Mas o melhor cenário possível é aproveitarmos as enormes vantagens, a riqueza e o progresso que estas tecnologias nos proporcionam e encontrarmos uma forma de as conduzir, respondendo a algumas das preocupações das pessoas que se sentem deixadas para trás. É por isso que digo: não tratem todos os que se preocupam com a imigração como racistas. Não tratem todos os que se preocupam com os direitos dos transexuais e as terapias de afirmação do género como se fossem misóginos ou intolerantes. Estas pessoas estão a tentar navegar um mundo que foi completamente virado do avesso. E querer ir devagar, abordar algumas dessas preocupações, reconhecer que a sociedade não aguenta tantas mudanças – tudo isto são coisas importantes.
Em última análise – como sabe, escrevo sobre isso no final do livro – temos de encontrar uma forma de ser liberais no sentido lato, e não de uma forma que faça as pessoas sentirem que têm um vazio no coração, para que não sintam um vazio interior. Porque o liberalismo não responde às questões últimas do sentido da vida e do objetivo da vida. Não é uma ideologia concebida para gerar admiração e maravilhamento (ou deslumbramento), levar-nos a construir as maiores catedrais do mundo e a escrever as maiores sinfonias do mundo. As pessoas fizeram isso por Deus. Fizeram-no por uma nação. Fizeram-no por causa destes ideais abstratos e intangíveis. Por isso, temos de reconhecer que, quando as pessoas vivem num mundo liberal, sentem este vazio. Têm esta solidão. E se não encontrarmos uma forma de lidar com isso, se não encontrarmos uma forma de reforçar a vida em comunidade, de reforçar os aspetos intangíveis da vida que fazem com que as pessoas sintam que são vistas, que são ouvidas, que há um sentido para a sua existência, confrontar-nos-emos sempre com este problema, que é o facto de esse vazio no coração ser preenchido por forças por vezes muito tenebrosas. Porque mesmo que sejam tenebrosas, mesmo que representem algum ódio ou alguma rejeição, elas respondem a esse apelo. E esse apelo de querer acreditar em algo maior do que nós próprios é muito forte nos seres humanos; de querer acreditar que existe um sentido para a vida. E de querer fazer parte de uma comunidade – de uma tribo de algum tipo.
Muito obrigado, Fareed.
Foi uma conversa fantástica, muito estimulante e profunda. Obrigado.
Fareed Zakaria é o responsável do programa de política global GPS na CNN, é colunista no Washington Post, e um ensaísta de grande sucesso. Zakaria foi nomeado em 2019 um dos “Top 10 Global Thinker of the Last 10 Years” pela revista Foreign Policy. Antes de trabalhar na CNN, Zakaria foi editor da Newsweek International, editor-chefe da Foreign Affairs, colunista da Time entre outras funções. Fareed Zakaria é doutorado em Ciência Política pela Universidade de Harvard.
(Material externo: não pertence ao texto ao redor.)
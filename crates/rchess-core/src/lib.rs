//! rchess-core
//!
//! UCIチェスエンジンのコアライブラリ。
//!
//! - `types`: 基本型（Color / Square / Piece / Value / Move / Bound）
//! - `bitboard`: ビットボードと利きテーブル
//! - `position`: 局面表現、make/unmake、Zobrist、SEE
//! - `movegen`: 疑似合法手生成とperft
//! - `eval`: 静的評価（マテリアル + PST、フェーズ内挿）
//! - `tt`: 置換表（16バイトXOR自己検証エントリ、2-wayバケット）
//! - `search`: 反復深化 + PVS + 静止探索

pub mod bitboard;
pub mod eval;
pub mod movegen;
pub mod perft;
pub mod position;
pub mod search;
pub mod tt;
pub mod types;

pub use position::Position;
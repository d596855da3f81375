//! 指し手生成
//!
//! 疑似合法手を段階別（駒取り+昇格 / 静かな手）に生成する。
//! 合法性の最終判定は `Position::make_move` に任せる（王手放置はそこで弾く）。
//!
//! MovePickerがLMP等で静かな手を読み飛ばせるよう、生成関数は段階ごとに
//! 分かれている。バッファは固定長でヒープ確保しない。

use crate::bitboard::{
    bishop_attacks, king_attacks, knight_attacks, pawn_attacks, queen_attacks, rook_attacks,
    Bitboard,
};
use crate::position::Position;
use crate::types::{Color, Move, MoveKind, PieceType, Rank, Square, MAX_MOVES};

/// 固定長の指し手バッファ
#[derive(Clone)]
pub struct MoveList {
    moves: [Move; MAX_MOVES],
    len: usize,
}

impl MoveList {
    #[inline]
    pub const fn new() -> MoveList {
        MoveList {
            moves: [Move::NONE; MAX_MOVES],
            len: 0,
        }
    }

    #[inline]
    pub fn push(&mut self, mv: Move) {
        debug_assert!(self.len < MAX_MOVES);
        self.moves[self.len] = mv;
        self.len += 1;
    }

    #[inline]
    pub fn len(&self) -> usize {
        self.len
    }

    #[inline]
    pub fn is_empty(&self) -> bool {
        self.len == 0
    }

    #[inline]
    pub fn clear(&mut self) {
        self.len = 0;
    }

    #[inline]
    pub fn as_slice(&self) -> &[Move] {
        &self.moves[..self.len]
    }

    #[inline]
    pub fn get(&self, idx: usize) -> Move {
        debug_assert!(idx < self.len);
        self.moves[idx]
    }

    #[inline]
    pub fn swap(&mut self, a: usize, b: usize) {
        self.moves.swap(a, b);
    }

    pub fn iter(&self) -> std::slice::Iter<'_, Move> {
        self.as_slice().iter()
    }
}

impl Default for MoveList {
    fn default() -> Self {
        MoveList::new()
    }
}

/// 駒取りと昇格を生成
pub fn generate_captures(pos: &Position, list: &mut MoveList) {
    let us = pos.side_to_move();
    let them = us.opponent();
    let occupied = pos.occupied();
    let enemies = pos.pieces_of(them);

    gen_pawn_captures_and_promotions(pos, us, list);

    for from in pos.pieces(us, PieceType::Knight) {
        push_targets(list, from, knight_attacks(from) & enemies, PieceType::Knight);
    }
    for from in pos.pieces(us, PieceType::Bishop) {
        push_targets(
            list,
            from,
            bishop_attacks(from, occupied) & enemies,
            PieceType::Bishop,
        );
    }
    for from in pos.pieces(us, PieceType::Rook) {
        push_targets(
            list,
            from,
            rook_attacks(from, occupied) & enemies,
            PieceType::Rook,
        );
    }
    for from in pos.pieces(us, PieceType::Queen) {
        push_targets(
            list,
            from,
            queen_attacks(from, occupied) & enemies,
            PieceType::Queen,
        );
    }
    let king = pos.king_square(us);
    push_targets(list, king, king_attacks(king) & enemies, PieceType::King);
}

/// 静かな手（非駒取り・非昇格）を生成
pub fn generate_quiets(pos: &Position, list: &mut MoveList) {
    let us = pos.side_to_move();
    let occupied = pos.occupied();
    let empty = !occupied;

    gen_pawn_quiets(pos, us, list);

    for kind in [MoveKind::CastleKing, MoveKind::CastleQueen] {
        if pos.castle_allowed(us, kind) {
            let (from, to) = king_castle_squares(us, kind);
            list.push(Move::new(from, to, kind, PieceType::King));
        }
    }

    for from in pos.pieces(us, PieceType::Knight) {
        push_quiet_targets(list, from, knight_attacks(from) & empty, PieceType::Knight);
    }
    for from in pos.pieces(us, PieceType::Bishop) {
        push_quiet_targets(
            list,
            from,
            bishop_attacks(from, occupied) & empty,
            PieceType::Bishop,
        );
    }
    for from in pos.pieces(us, PieceType::Rook) {
        push_quiet_targets(
            list,
            from,
            rook_attacks(from, occupied) & empty,
            PieceType::Rook,
        );
    }
    for from in pos.pieces(us, PieceType::Queen) {
        push_quiet_targets(
            list,
            from,
            queen_attacks(from, occupied) & empty,
            PieceType::Queen,
        );
    }
    let king = pos.king_square(us);
    push_quiet_targets(list, king, king_attacks(king) & empty, PieceType::King);
}

/// 全疑似合法手を生成
pub fn generate_all(pos: &Position, list: &mut MoveList) {
    generate_captures(pos, list);
    generate_quiets(pos, list);
}

#[inline]
fn push_targets(list: &mut MoveList, from: Square, targets: Bitboard, piece: PieceType) {
    for to in targets {
        list.push(Move::new(from, to, MoveKind::Capture, piece));
    }
}

#[inline]
fn push_quiet_targets(list: &mut MoveList, from: Square, targets: Bitboard, piece: PieceType) {
    for to in targets {
        list.push(Move::new(from, to, MoveKind::Quiet, piece));
    }
}

fn gen_pawn_captures_and_promotions(pos: &Position, us: Color, list: &mut MoveList) {
    let them = us.opponent();
    let enemies = pos.pieces_of(them);
    let empty = !pos.occupied();

    for from in pos.pieces(us, PieceType::Pawn) {
        let promo_rank = from.relative_rank(us) == Rank::R7;

        for to in pawn_attacks(us, from) & enemies {
            if promo_rank {
                for kind in [
                    MoveKind::PromoCaptureQueen,
                    MoveKind::PromoCaptureRook,
                    MoveKind::PromoCaptureBishop,
                    MoveKind::PromoCaptureKnight,
                ] {
                    list.push(Move::new(from, to, kind, PieceType::Pawn));
                }
            } else {
                list.push(Move::new(from, to, MoveKind::Capture, PieceType::Pawn));
            }
        }

        // 昇格を伴う前進（静かな昇格もここで生成する）
        if promo_rank {
            if let Some(to) = from.offset(us.forward()) {
                if empty.is_set(to) {
                    for kind in [
                        MoveKind::PromoQueen,
                        MoveKind::PromoRook,
                        MoveKind::PromoBishop,
                        MoveKind::PromoKnight,
                    ] {
                        list.push(Move::new(from, to, kind, PieceType::Pawn));
                    }
                }
            }
        }
    }

    if let Some(ep) = pos.ep_square() {
        for from in pawn_attacks(them, ep) & pos.pieces(us, PieceType::Pawn) {
            list.push(Move::new(from, ep, MoveKind::EnPassant, PieceType::Pawn));
        }
    }
}

fn gen_pawn_quiets(pos: &Position, us: Color, list: &mut MoveList) {
    let empty = !pos.occupied();

    for from in pos.pieces(us, PieceType::Pawn) {
        if from.relative_rank(us) == Rank::R7 {
            continue; // 昇格は駒取り側で生成済み
        }
        if let Some(to) = from.offset(us.forward()) {
            if empty.is_set(to) {
                list.push(Move::new(from, to, MoveKind::Quiet, PieceType::Pawn));
                if from.relative_rank(us) == Rank::R2 {
                    if let Some(to2) = to.offset(us.forward()) {
                        if empty.is_set(to2) {
                            list.push(Move::new(from, to2, MoveKind::DoublePush, PieceType::Pawn));
                        }
                    }
                }
            }
        }
    }
}

/// キャスリングの王の移動元/先
const fn king_castle_squares(us: Color, kind: MoveKind) -> (Square, Square) {
    match (us, kind) {
        (Color::White, MoveKind::CastleKing) => (Square::E1, Square::G1),
        (Color::White, MoveKind::CastleQueen) => (Square::E1, Square::C1),
        (Color::Black, MoveKind::CastleKing) => (Square::E8, Square::G8),
        (Color::Black, MoveKind::CastleQueen) => (Square::E8, Square::C8),
        _ => unreachable!(),
    }
}

/// 合法手の数を数え、最初の合法手を返す（1手限定局面の検出用）
pub fn count_legal_moves(pos: &mut Position) -> (usize, Move) {
    let mut list = MoveList::new();
    generate_all(pos, &mut list);
    let mut count = 0;
    let mut first = Move::NONE;
    for &mv in list.iter() {
        if pos.make_move(mv) {
            pos.unmake_move();
            if count == 0 {
                first = mv;
            }
            count += 1;
        }
    }
    (count, first)
}

#[cfg(test)]
mod tests {
    use super::*;

    #[test]
    fn test_startpos_move_count() {
        let mut pos = Position::startpos();
        let (count, _) = count_legal_moves(&mut pos);
        assert_eq!(count, 20);
    }

    #[test]
    fn test_captures_only_generates_captures_and_promotions() {
        let pos =
            Position::from_fen("rnbqkbnr/ppp1pppp/8/3p4/4P3/8/PPPP1PPP/RNBQKBNR w KQkq - 0 2")
                .unwrap();
        let mut list = MoveList::new();
        generate_captures(&pos, &mut list);
        assert!(list.iter().all(|m| m.is_capture() || m.is_promotion()));
        assert!(list
            .iter()
            .any(|m| m.from() == "e4".parse().unwrap() && m.to() == "d5".parse().unwrap()));
    }

    #[test]
    fn test_promotion_generation() {
        let pos = Position::from_fen("3n4/4P3/8/8/8/8/8/k3K3 w - - 0 1").unwrap();
        let mut list = MoveList::new();
        generate_captures(&pos, &mut list);
        // 前進昇格4種 + 駒取り昇格4種
        let promos = list.iter().filter(|m| m.is_promotion()).count();
        assert_eq!(promos, 8);
    }

    #[test]
    fn test_en_passant_generated() {
        let pos = Position::from_fen("4k3/8/8/3pP3/8/8/8/4K3 w - d6 0 1").unwrap();
        let mut list = MoveList::new();
        generate_captures(&pos, &mut list);
        assert!(list.iter().any(|m| m.kind() == MoveKind::EnPassant));
    }

    #[test]
    fn test_castling_generated_only_when_allowed() {
        let pos = Position::from_fen("r3k2r/8/8/8/8/8/8/R3K2R w KQkq - 0 1").unwrap();
        let mut list = MoveList::new();
        generate_quiets(&pos, &mut list);
        assert_eq!(list.iter().filter(|m| m.is_castle()).count(), 2);

        let pos = Position::from_fen("r3k2r/8/8/8/8/8/8/R3K2R w kq - 0 1").unwrap();
        let mut list = MoveList::new();
        generate_quiets(&pos, &mut list);
        assert_eq!(list.iter().filter(|m| m.is_castle()).count(), 0);
    }

    #[test]
    fn test_one_legal_move_position() {
        // 浮いたクイーンの王手。逃げ場はなく、取る一手のみ。
        let mut pos = Position::from_fen("k7/8/8/8/8/8/1q6/K7 w - - 0 1").unwrap();
        let (count, first) = count_legal_moves(&mut pos);
        assert_eq!(count, 1);
        assert_eq!(first.to(), "b2".parse().unwrap());
    }
}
Bruno Cardoso Reis é o responsável pelo podcast de política global Cinco Continentes da Rádio Observador e é comentador regular sobre estes temas na SIC Notícias. Durante o ano letivo de 2024-25 é Professor Convidado FLAD na Universidade de Georgetown. Foi subdiretor do Centro de Estudos Internacionais do ISCTE-IUL, onde coordena o Doutoramento em História, Defesa e Estudos de Segurança. Bruno Cardoso Reis é doutorado em War Studies pelo King’s College de Londres.